Le hold up planétaire : 10 ans après – partie 2

Suite de l’article précédent concernant « Le Hold-Up planétaire » de Roberto Di Cosmo.

Comme pour le précédent article, je cite des morceaux du texte en les éclairant avec 10 ans de recul. Et la suite commence de manière assez « hard »

Page 38 :

« […]Or, Microsoft se contente souvent de vendre la version bêta comme un produit final. Windows 3.0, par exemple, était pratiquement inutilisable : il fallait tout le temps redémarrer — en jargon informatique rebooter — sa machine. Et il était très difficile d’imprimer. Une honte ! Alors, Microsoft a corrigé les bugs et sorti Windows 3.1… que les utilisateurs ont, bien sûr, dû acheter à nouveau. L’éditeur de Seattle utilise ainsi très habilement ses dizaines de millions de clients de par le monde comme autant de bêta-testeurs. Et, en plus, il a l’aplomb de les faire
payer pour ce « privilège » ! D’ailleurs, cela continue : la version bêta de Windows 98, disponible au printemps dernier à certains salons informatiques, coûtait 30 dollars. Qu’on fasse payer une version bêta inutilisable, c’est du jamais vu dans l’industrie du software ![…] »
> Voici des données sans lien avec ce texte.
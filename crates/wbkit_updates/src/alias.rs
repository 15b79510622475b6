//! Per-language alias add/remove lists.

/// Pending alias changes for one language.
#[derive(Debug, Clone, PartialEq, Eq, Hash)]
pub struct AliasChange {
    language: String,
    added: Vec<String>,
    removed: Vec<String>,
}

impl AliasChange {
    fn new(language: String) -> Self {
        Self {
            language,
            added: Vec::new(),
            removed: Vec::new(),
        }
    }

    /// Returns the language this change targets.
    pub fn language(&self) -> &str {
        &self.language
    }

    /// Returns the aliases to add, in first-staged order.
    pub fn added(&self) -> &[String] {
        &self.added
    }

    /// Returns the aliases to remove, in first-staged order.
    pub fn removed(&self) -> &[String] {
        &self.removed
    }

    fn is_empty(&self) -> bool {
        self.added.is_empty() && self.removed.is_empty()
    }
}

/// A normalized set of alias changes across languages.
#[derive(Debug, Clone, Default, PartialEq, Eq, Hash)]
pub struct AliasesUpdate {
    changes: Vec<AliasChange>,
}

impl AliasesUpdate {
    /// Returns an update with no changes.
    pub fn empty() -> Self {
        Self::default()
    }

    /// Returns the per-language changes, in the order the languages
    /// were first touched.
    pub fn changes(&self) -> &[AliasChange] {
        &self.changes
    }

    /// Returns true when no change is pending.
    pub fn is_empty(&self) -> bool {
        self.changes.is_empty()
    }
}

/// Staged accumulator for an [`AliasesUpdate`].
///
/// Duplicate stagings of an equal alias are dropped, keeping the first
/// occurrence. Staging a removal of an alias staged for addition
/// cancels both; staging an addition of an alias staged for removal
/// reinstates it as an addition.
#[derive(Debug, Clone, Default)]
pub struct AliasesUpdateBuilder {
    changes: Vec<AliasChange>,
}

impl AliasesUpdateBuilder {
    /// Creates an empty builder.
    pub fn new() -> Self {
        Self::default()
    }

    fn entry(&mut self, language: &str) -> &mut AliasChange {
        if let Some(index) = self
            .changes
            .iter()
            .position(|change| change.language == language)
        {
            return &mut self.changes[index];
        }
        self.changes.push(AliasChange::new(language.to_owned()));
        let last = self.changes.len() - 1;
        &mut self.changes[last]
    }

    /// Stages an alias addition.
    pub fn add(&mut self, language: &str, alias: impl Into<String>) -> &mut Self {
        let alias = alias.into();
        let entry = self.entry(language);
        entry.removed.retain(|removed| *removed != alias);
        if !entry.added.contains(&alias) {
            entry.added.push(alias);
        }
        self
    }

    /// Stages an alias removal.
    pub fn remove(&mut self, language: &str, alias: impl Into<String>) -> &mut Self {
        let alias = alias.into();
        let entry = self.entry(language);
        if entry.added.iter().any(|added| *added == alias) {
            entry.added.retain(|added| *added != alias);
            return self;
        }
        if !entry.removed.contains(&alias) {
            entry.removed.push(alias);
        }
        self
    }

    /// Returns the normalized update, dropping languages whose staged
    /// changes cancelled out.
    pub fn build(&self) -> AliasesUpdate {
        AliasesUpdate {
            changes: self
                .changes
                .iter()
                .filter(|change| !change.is_empty())
                .cloned()
                .collect(),
        }
    }
}

#[cfg(test)]
mod tests {
    use super::*;

    #[test]
    fn duplicate_adds_collapse() {
        let mut builder = AliasesUpdateBuilder::new();
        builder.add("en", "DNA").add("en", "DNA");
        let update = builder.build();
        assert_eq!(update.changes().len(), 1);
        assert_eq!(update.changes()[0].added(), ["DNA"]);
    }

    #[test]
    fn add_then_remove_cancels() {
        let mut builder = AliasesUpdateBuilder::new();
        builder.add("en", "DNA").remove("en", "DNA");
        assert!(builder.build().is_empty());
    }

    #[test]
    fn remove_then_add_reinstates() {
        let mut builder = AliasesUpdateBuilder::new();
        builder.remove("en", "DNA").add("en", "DNA");
        let update = builder.build();
        assert_eq!(update.changes()[0].added(), ["DNA"]);
        assert!(update.changes()[0].removed().is_empty());
    }

    #[test]
    fn languages_stay_independent() {
        let mut builder = AliasesUpdateBuilder::new();
        builder.add("en", "DNA").remove("de", "DA");
        let update = builder.build();
        assert_eq!(update.changes().len(), 2);
        assert_eq!(update.changes()[0].language(), "en");
        assert_eq!(update.changes()[1].removed(), ["DA"]);
    }
}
Doit-on rajouter avec le recul du temps un certain Windows Millenium ou plus récemment un certain Windows Vista et de son bug qui rendait la copie de fichiers atrocement lente ?

Page 40 :

« […]Tel est pourtant le lot quotidien des clients de Microsoft. En effet, pas question de lire correctement un document écrit en Word 7.0 avec un logiciel Word 5.0, par exemple. Ou d’espérer ouvrir un fichier en Word pour Windows avec un traitement de texte Word 6.0 pour Macintosh. Je l’ai appris à mes dépens en m’escrimant un jour à essayer d’ouvrir un formulaire télé-
chargé sur un site dépendant de la Commission européenne…
Résultat : notre laboratoire a dû acheter un gros PC avec Windows 95 et Office, dont on se serait bien passés, dans le seul but de pouvoir lire ces documents importants. La loupe klingonienne n’est pas aussi imaginaire qu’on le croit.[…] »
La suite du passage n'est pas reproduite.